Sin embargo, si obviamos la factura final y nos centramos en analizar Madres e hijas en sus diferentes fragmentos, hay que reconocer que hay más cine en una de sus escenas que en muchas películas que pueblan la desierta cartelera veraniega. Todos los actores están estupendos, con especial mención a un Samuel L. Jackson que nos hace pensar en que podemos estar ante un caso de segunda juventud cinematográfica a lo Morgan Freeman, una vez abandonados sus papeles de acción por razones físicas obvias. La pareja que forma junto a Naomi Watts desprende una química que Rodrigo García sabe muy bien cómo reflejar en la pantalla. Es una lástima que apenas les veamos en tres o cuatro escenas de la película, aunque esto permita que cada una de ellas sobrevenga con una fuerza arrolladora.
El atormentado personaje al que da vida Anette Benning se sitúa en la vertiente bergmaniana de la incomunicación humana. Es imposible no remitirse a una de las películas más profundamente trágicas de su prolífica carrera, Sonata de otoño, en donde el odio que había germinado a lo largo de años de incomunicación entre madre e hija estalla reabriendo viejas cicatrices. Sin embargo, aquí el personaje tendrá la oportunidad de dar un giro a su vida precisamente a través de una nueva relación humana. El trabajo de Benning merece ya de por sí la visita a la sala de cine, ya que a pesar de la feliz evolución de su personaje consigue mantener siempre en pantalla los ecos de una herida que la acompañará de por vida.
En la historia que aborda el complicado proceso de adopción al que se somete una joven pareja, Rodrigo García nos sitúa en el limbo de quienes desean desde la distancia adoptar desesperadamente un hijo para luego toparse con una realidad mucho más dura de la que esperaban. La experiencia en el formato televisivo le permite sintetizar en pocos minutos de película la montaña rusa emocional que sobrellevarán los personajes. El director se inmiscuye sin tapujos en los momentos más duros de un proceso que da mucho que pensar. Pero es de agradecer que no haya una puntualización ideológica de este tipo de adopción, tan sólo una invitación a la reflexión sobre la valentía que requiere afrontar dicho tour de force.

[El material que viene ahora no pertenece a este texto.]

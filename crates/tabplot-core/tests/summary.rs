// File: crates/tabplot-core/tests/summary.rs
// Purpose: Validate grouped five-number summaries and the interpolated quartiles.

use tabplot_core::{summarize, ChartError, Table, Value};

fn table(rows: &[(&str, f64)]) -> Table {
    let mut t = Table::new(vec!["Platform".to_string(), "Likes".to_string()]);
    for (key, v) in rows {
        t.push_row(vec![Value::Text(key.to_string()), Value::Number(*v)])
            .unwrap();
    }
    t
}

#[test]
fn quartiles_interpolate_between_ranks() {
    let t = table(&[("A", 1.0), ("A", 2.0), ("A", 3.0), ("A", 4.0)]);
    let out = summarize(&t, "Platform", "Likes").unwrap();
    assert_eq!(out.len(), 1);
    let s = out[0].1;
    assert_eq!(s.min, 1.0);
    assert_eq!(s.q1, 1.75);
    assert_eq!(s.median, 2.5);
    assert_eq!(s.q3, 3.25);
    assert_eq!(s.max, 4.0);
}

#[test]
fn single_row_group_collapses() {
    let t = table(&[("A", 7.5)]);
    let s = summarize(&t, "Platform", "Likes").unwrap()[0].1;
    assert_eq!((s.min, s.q1, s.median, s.q3, s.max), (7.5, 7.5, 7.5, 7.5, 7.5));
}

#[test]
fn summary_is_ordered_for_any_group() {
    let t = table(&[
        ("A", 40.0),
        ("A", 3.0),
        ("B", -2.0),
        ("A", 17.0),
        ("B", 0.5),
        ("B", 11.0),
        ("B", 0.5),
        ("A", 3.0),
    ]);
    for (key, s) in summarize(&t, "Platform", "Likes").unwrap() {
        assert!(
            s.min <= s.q1 && s.q1 <= s.median && s.median <= s.q3 && s.q3 <= s.max,
            "unordered summary for {key}: {s:?}"
        );
    }
}

#[test]
fn groups_keep_first_seen_order() {
    let t = table(&[("C", 1.0), ("A", 2.0), ("C", 3.0), ("B", 4.0), ("A", 5.0)]);
    let keys: Vec<String> = summarize(&t, "Platform", "Likes")
        .unwrap()
        .into_iter()
        .map(|(k, _)| k)
        .collect();
    assert_eq!(keys, ["C", "A", "B"]);
}

#[test]
fn input_order_does_not_matter() {
    let asc = table(&[("A", 1.0), ("A", 2.0), ("A", 3.0), ("A", 4.0), ("A", 5.0)]);
    let shuffled = table(&[("A", 3.0), ("A", 5.0), ("A", 1.0), ("A", 4.0), ("A", 2.0)]);
    assert_eq!(
        summarize(&asc, "Platform", "Likes").unwrap(),
        summarize(&shuffled, "Platform", "Likes").unwrap()
    );
}

#[test]
fn uncoerced_text_is_a_coercion_error() {
    let mut t = Table::new(vec!["Platform".to_string(), "Likes".to_string()]);
    t.push_row(vec![
        Value::Text("A".to_string()),
        Value::Text("abc".to_string()),
    ])
    .unwrap();
    let err = summarize(&t, "Platform", "Likes").unwrap_err();
    assert_eq!(
        err,
        ChartError::FieldCoercion { field: "Likes".to_string(), value: "abc".to_string() }
    );
}

#[test]
fn coerce_numeric_parses_or_rejects() {
    let mut t = Table::new(vec!["Platform".to_string(), "Likes".to_string()]);
    t.push_row(vec![
        Value::Text("A".to_string()),
        Value::Text(" 42.5 ".to_string()),
    ])
    .unwrap();
    t.coerce_numeric("Likes").unwrap();
    let s = summarize(&t, "Platform", "Likes").unwrap()[0].1;
    assert_eq!(s.median, 42.5);

    let mut bad = Table::new(vec!["Likes".to_string()]);
    bad.push_row(vec![Value::Text("abc".to_string())]).unwrap();
    assert!(matches!(
        bad.coerce_numeric("Likes"),
        Err(ChartError::FieldCoercion { .. })
    ));
}
// File: crates/tabplot-render-skia/src/lib.rs
// Summary: Skia renderer; replays figure primitives onto a throwaway CPU raster surface.

pub mod curve;
pub mod text;

use anyhow::Result;
use skia_safe as skia;

use tabplot_core::{AxisOrient, Color, Curve, DrawPrimitive, Figure, TextAnchor};

pub use text::TextShaper;

const TICK_LEN: f32 = 6.0;
const TICK_LABEL_SIZE: f32 = 12.0;

fn to_skia(c: Color) -> skia::Color {
    skia::Color::from_argb(c.a, c.r, c.g, c.b)
}

fn stroke_paint(color: Color, width: f32) -> skia::Paint {
    let mut paint = skia::Paint::default();
    paint.set_color(to_skia(color));
    paint.set_anti_alias(true);
    paint.set_style(skia::paint::Style::Stroke);
    paint.set_stroke_width(width);
    paint
}

fn fill_paint(color: Color) -> skia::Paint {
    let mut paint = skia::Paint::default();
    paint.set_color(to_skia(color));
    paint.set_anti_alias(true);
    paint.set_style(skia::paint::Style::Fill);
    paint
}

/// Render `figure` into PNG bytes. The raster surface lives only for this
/// call: acquire, clear, replay primitives in order, snapshot, encode.
pub fn render_to_png_bytes(figure: &Figure) -> Result<Vec<u8>> {
    let mut surface = skia::surfaces::raster_n32_premul((figure.width, figure.height))
        .ok_or_else(|| anyhow::anyhow!("failed to create raster surface"))?;
    let canvas = surface.canvas();
    canvas.clear(to_skia(figure.theme.background));

    let shaper = TextShaper::new();
    for prim in &figure.primitives {
        draw_primitive(canvas, &shaper, figure, prim);
    }

    let image = surface.image_snapshot();
    #[allow(deprecated)]
    let data = image
        .encode_to_data(skia::EncodedImageFormat::PNG)
        .ok_or_else(|| anyhow::anyhow!("encode PNG failed"))?;
    Ok(data.as_bytes().to_vec())
}

/// Render `figure` to a PNG file at `path`.
pub fn render_to_png(figure: &Figure, path: impl AsRef<std::path::Path>) -> Result<()> {
    let bytes = render_to_png_bytes(figure)?;
    if let Some(parent) = path.as_ref().parent() {
        std::fs::create_dir_all(parent)?;
    }
    std::fs::write(path, bytes)?;
    Ok(())
}

fn draw_primitive(canvas: &skia::Canvas, shaper: &TextShaper, figure: &Figure, prim: &DrawPrimitive) {
    match prim {
        DrawPrimitive::Segment { x1, y1, x2, y2, stroke, stroke_width } => {
            canvas.draw_line((*x1, *y1), (*x2, *y2), &stroke_paint(*stroke, *stroke_width));
        }
        DrawPrimitive::Rect { x, y, w, h, fill, stroke } => {
            let rect = skia::Rect::from_xywh(*x, *y, *w, *h);
            canvas.draw_rect(rect, &fill_paint(*fill));
            if let Some(stroke) = stroke {
                canvas.draw_rect(rect, &stroke_paint(*stroke, 1.0));
            }
        }
        DrawPrimitive::Text { x, y, content, anchor, rotation_deg, color, size } => {
            shaper.draw_anchored(canvas, content, *x, *y, *anchor, *rotation_deg, *size, to_skia(*color), false);
        }
        DrawPrimitive::AxisTick { orient, position, label, rotation_deg } => {
            draw_tick(canvas, shaper, figure, *orient, *position, label, *rotation_deg);
        }
        DrawPrimitive::Path { points, curve, stroke, stroke_width } => {
            draw_path(canvas, points, *curve, *stroke, *stroke_width);
        }
    }
}

fn draw_tick(
    canvas: &skia::Canvas,
    shaper: &TextShaper,
    figure: &Figure,
    orient: AxisOrient,
    position: f32,
    label: &str,
    rotation_deg: f32,
) {
    let theme = &figure.theme;
    let mark = stroke_paint(theme.axis_line, 1.0);
    let label_color = to_skia(theme.tick);
    match orient {
        AxisOrient::Bottom => {
            let b = (figure.height - figure.insets.bottom as i32) as f32;
            canvas.draw_line((position, b), (position, b + TICK_LEN), &mark);
            if rotation_deg == 0.0 {
                shaper.draw_anchored(
                    canvas, label, position, b + TICK_LEN + TICK_LABEL_SIZE + 2.0,
                    TextAnchor::Middle, 0.0, TICK_LABEL_SIZE, label_color, false,
                );
            } else {
                // slanted labels hang from the tick, end-anchored
                shaper.draw_anchored(
                    canvas, label, position, b + TICK_LEN + TICK_LABEL_SIZE,
                    TextAnchor::End, rotation_deg, TICK_LABEL_SIZE, label_color, false,
                );
            }
        }
        AxisOrient::Left => {
            let l = figure.insets.left as f32;
            canvas.draw_line((l - TICK_LEN, position), (l, position), &mark);
            shaper.draw_anchored(
                canvas, label, l - TICK_LEN - 3.0, position + TICK_LABEL_SIZE * 0.35,
                TextAnchor::End, 0.0, TICK_LABEL_SIZE, label_color, true,
            );
        }
    }
}

fn draw_path(canvas: &skia::Canvas, points: &[(f32, f32)], curve: Curve, stroke: Color, stroke_width: f32) {
    let paint = stroke_paint(stroke, stroke_width);
    match points {
        [] => {}
        [p] => {
            canvas.draw_point(*p, &paint);
        }
        _ => {
            let mut path = skia::Path::new();
            path.move_to(points[0]);
            match curve {
                Curve::Linear => {
                    for &p in &points[1..] {
                        path.line_to(p);
                    }
                }
                Curve::Natural => {
                    let xs: Vec<f32> = points.iter().map(|p| p.0).collect();
                    let ys: Vec<f32> = points.iter().map(|p| p.1).collect();
                    let (cx1, cx2) = curve::control_points(&xs);
                    let (cy1, cy2) = curve::control_points(&ys);
                    for i in 0..points.len() - 1 {
                        path.cubic_to((cx1[i], cy1[i]), (cx2[i], cy2[i]), points[i + 1]);
                    }
                }
            }
            canvas.draw_path(&path, &paint);
        }
    }
}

Madres e hijas es una de esas películas con las que uno se enfrenta nada más salir de la sala de cine. No sólo por la temática que aborda sino por la manera en la que lo hace. De la sensación de dramatismo excesivamente forzado uno acaba pensando que al fin y al cabo es inevitable que de las situaciones que plantea surjan tantos sentimientos encontrados. Aunque hubiera sido interesante eliminar en muchos momentos una banda sonora que puntualiza situaciones que no lo necesitan para nada. Sobre todo teniendo en cuenta la maestría con la que el director colombiano maneja las posiciones de cámara, situándonos en una retaguardia de la cual únicamente salimos en determinados momentos muy bien escogidos. Especialmente en un travelling final que permite atar las tres historias de manera un tanto excesiva pero tremendamente efectiva.
No se trata, en fin, de la película más redonda de Rodrigo García, pero no necesita serlo en absoluto para quedarse en nuestra cabeza y hacer que la pensemos unas cuantas veces. Cualidad de la que muy pocas cintas pueden presumir y por la que bien vale la pena acercarse a verla. Al fin y al cabo es de apreciar que haya cineastas como el director colombiano, capaces de fijar su mirada en el ser humano desde la postura de cómo éste necesita imperiosamente de las relaciones personales para dar sentido a su vida. Un sano acercamiento que nos hace olvidar durante un par de horas el extremo individualismo hacia el que se dirige nuestra sociedad.